Porém, é possível observar certas permanências e reducionismos na abordagem do ambiental. Ainda hoje esse debate aparece significativamente vinculado aos tais “problemas ambientais” em escala global e as prescrições do ambientalmente correto na conduta com o planeta, verificando-se certa ausência de uma maior problematização e compreensão entre os fatores que compõem o ambiente, suas causas, conseqüências e espacialização.

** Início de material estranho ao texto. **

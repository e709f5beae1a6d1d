//! The optimization pipeline: render, minimize, parse back, fold.

use crate::ast::Node;
use crate::boolean::{BooleanRenderer, parse_minimized};
use crate::error::{OptimizeError, Result};
use crate::fold::fold;
use crate::minimize::{Minimized, Minimizer, NativeMinimizer};
use crate::registry::{CsdlRegistry, Registry};

#[derive(Debug, Clone, Copy, PartialEq, Eq, Default)]
pub enum Mode {
    /// Boolean minimization followed by folding.
    #[default]
    Minimize,
    /// Validate and fold only.
    FoldOnly,
}

/// Rewrites filter trees into equivalent, smaller trees.
///
/// An optimizer holds no per-call state and can be shared across threads.
pub struct Optimizer {
    registry: Box<dyn Registry>,
    minimizer: Box<dyn Minimizer>,
    mode: Mode,
}

impl Default for Optimizer {
    fn default() -> Self {
        Self::new(
            Box::new(CsdlRegistry::default()),
            Box::new(NativeMinimizer::default()),
        )
    }
}

impl Optimizer {
    pub fn new(registry: Box<dyn Registry>, minimizer: Box<dyn Minimizer>) -> Self {
        Self {
            registry,
            minimizer,
            mode: Mode::Minimize,
        }
    }

    pub fn with_mode(mut self, mode: Mode) -> Self {
        self.mode = mode;
        self
    }

    pub fn mode(&self) -> Mode {
        self.mode
    }

    /// Optimize `tree`.
    ///
    /// Returns `Ok(None)` when no optimization applies: the tree has no
    /// boolean content, or is true under every assignment. A tree that can
    /// never match fails with [`OptimizeError::FalseExpression`].
    pub fn optimize(&self, tree: &Node) -> Result<Option<Node>> {
        let Some((expr, variables)) = BooleanRenderer::new(self.registry.as_ref()).render(tree)?
        else {
            return Ok(None);
        };

        if self.mode == Mode::FoldOnly {
            return Ok(Some(fold(tree.clone())));
        }

        let formula = expr.to_string();
        let minimized = self.minimizer.minimize(&formula).inspect_err(|err| {
            tracing::error!("Minimizer {} failed on {}: {}", self.minimizer.name(), formula, err)
        })?;

        let rebuilt = match minimized {
            Minimized::Tautology => {
                tracing::debug!("Formula is a tautology: {}", formula);
                return Ok(None);
            }
            Minimized::Contradiction => {
                tracing::debug!("Formula is a contradiction: {}", formula);
                return Err(OptimizeError::FalseExpression);
            }
            Minimized::Unminimized => {
                tracing::debug!(
                    "Minimizer {} skipped {}; folding only",
                    self.minimizer.name(),
                    formula
                );
                tree.clone()
            }
            Minimized::Expression(text) => {
                tracing::debug!("Minimized {} to {}", formula, text);
                parse_minimized(&text, &variables).inspect_err(|err| {
                    tracing::error!(
                        "Minimizer {} returned unparseable output {:?}: {}",
                        self.minimizer.name(),
                        text,
                        err
                    )
                })?
            }
        };

        Ok(Some(fold(rebuilt)))
    }
}
//! Two-level minimization of boolean formulas.
//!
//! A [`Minimizer`] takes formula text over `v1`, `v2`, ... and returns an
//! equivalent, smaller formula in the same grammar, or reports that the
//! formula is constant.

mod cube;
mod native;
mod process;

pub use native::NativeMinimizer;
pub use process::ProcessMinimizer;

use crate::error::Result;

/// Outcome of minimizing one formula.
#[derive(Debug, Clone, PartialEq, Eq)]
pub enum Minimized {
    /// An equivalent formula (`And`, `Or`, `Not` over the input variables).
    Expression(String),
    /// True under every assignment.
    Tautology,
    /// False under every assignment.
    Contradiction,
    /// The formula is beyond what the minimizer handles; use it as given.
    Unminimized,
}

pub trait Minimizer: Send + Sync {
    fn name(&self) -> &'static str;

    fn minimize(&self, formula: &str) -> Result<Minimized>;
}
//! Error types for the optimization pipeline.

use std::time::Duration;
use thiserror::Error;

use crate::ast::NodeKind;

pub type Result<T, E = OptimizeError> = std::result::Result<T, E>;

#[derive(Debug, Error)]
pub enum OptimizeError {
    #[error(":{parent} nodes must contain at least {expected} child nodes. Expected >= {expected}, got {found}")]
    MissingChildNodes {
        parent: NodeKind,
        expected: usize,
        found: usize,
    },

    #[error(":{parent} cannot have :{child} as a child")]
    InvalidChildNode { parent: NodeKind, child: NodeKind },

    #[error("Operator {0} is unknown")]
    UnknownOperator(String),

    #[error("Target '{0}' is not a known target type")]
    UnknownTarget(String),

    #[error("Malformed :{kind} node: {message}")]
    MalformedNode { kind: NodeKind, message: String },

    /// The filter is a contradiction and can never match.
    #[error("Filter can never match: the expression is always false")]
    FalseExpression,

    #[error("Minimizer failed: {0}")]
    MinimizerFailure(String),

    #[error("Minimizer did not finish within {0:?}")]
    MinimizerTimeout(Duration),

    #[error("Cannot parse minimized expression at offset {offset}: {message}")]
    Parse { offset: usize, message: String },
}

impl OptimizeError {
    pub fn parse(offset: usize, message: impl Into<String>) -> Self {
        OptimizeError::Parse {
            offset,
            message: message.into(),
        }
    }

    pub fn malformed(kind: NodeKind, message: impl Into<String>) -> Self {
        OptimizeError::MalformedNode {
            kind,
            message: message.into(),
        }
    }

    /// Errors caused by the filter itself, as opposed to minimizer defects.
    pub fn is_filter_error(&self) -> bool {
        match self {
            OptimizeError::MissingChildNodes { .. }
            | OptimizeError::InvalidChildNode { .. }
            | OptimizeError::UnknownOperator(_)
            | OptimizeError::UnknownTarget(_)
            | OptimizeError::MalformedNode { .. }
            | OptimizeError::FalseExpression => true,
            OptimizeError::MinimizerFailure(_)
            | OptimizeError::MinimizerTimeout(_)
            | OptimizeError::Parse { .. } => false,
        }
    }
}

11 Em sua publicação intitulada “A Questão Ambiental na Geografia do Brasil: a propósito da “validade”,

“espacialização” e “pesquisa universitária”, Carlos Augusto de F. Monteiro nos traz algumas reflexões sobre as contribuições da Geografia às pesquisas ambientais enquanto e ao mesmo tempo examina a “validade” desta temática na Geografia. Em conclusão, entre outras coloca: “A “falsidade” da Questão Ambiental e sua invalidade como objeto das preocupações geográficas parecem decorrer de cultores de uma geografia Humana, proclamada enfaticamente como Ciência Social”. Para aqueles a quem a geografia – indiscutivelmente antropocêntrica – concerne as relações Homem-Natureza na criação dos lugares na Terra, resta lembrar que a atual Questão Ambiental, partindo de sua visão “ecologista” carrega as tintas no aspecto sanitário e, embora não omitindo, empalidece a coloração no que diz respeito ao aspecto (indissociável) do econômico. (Grifos do autor) (Monteiro,2003:43).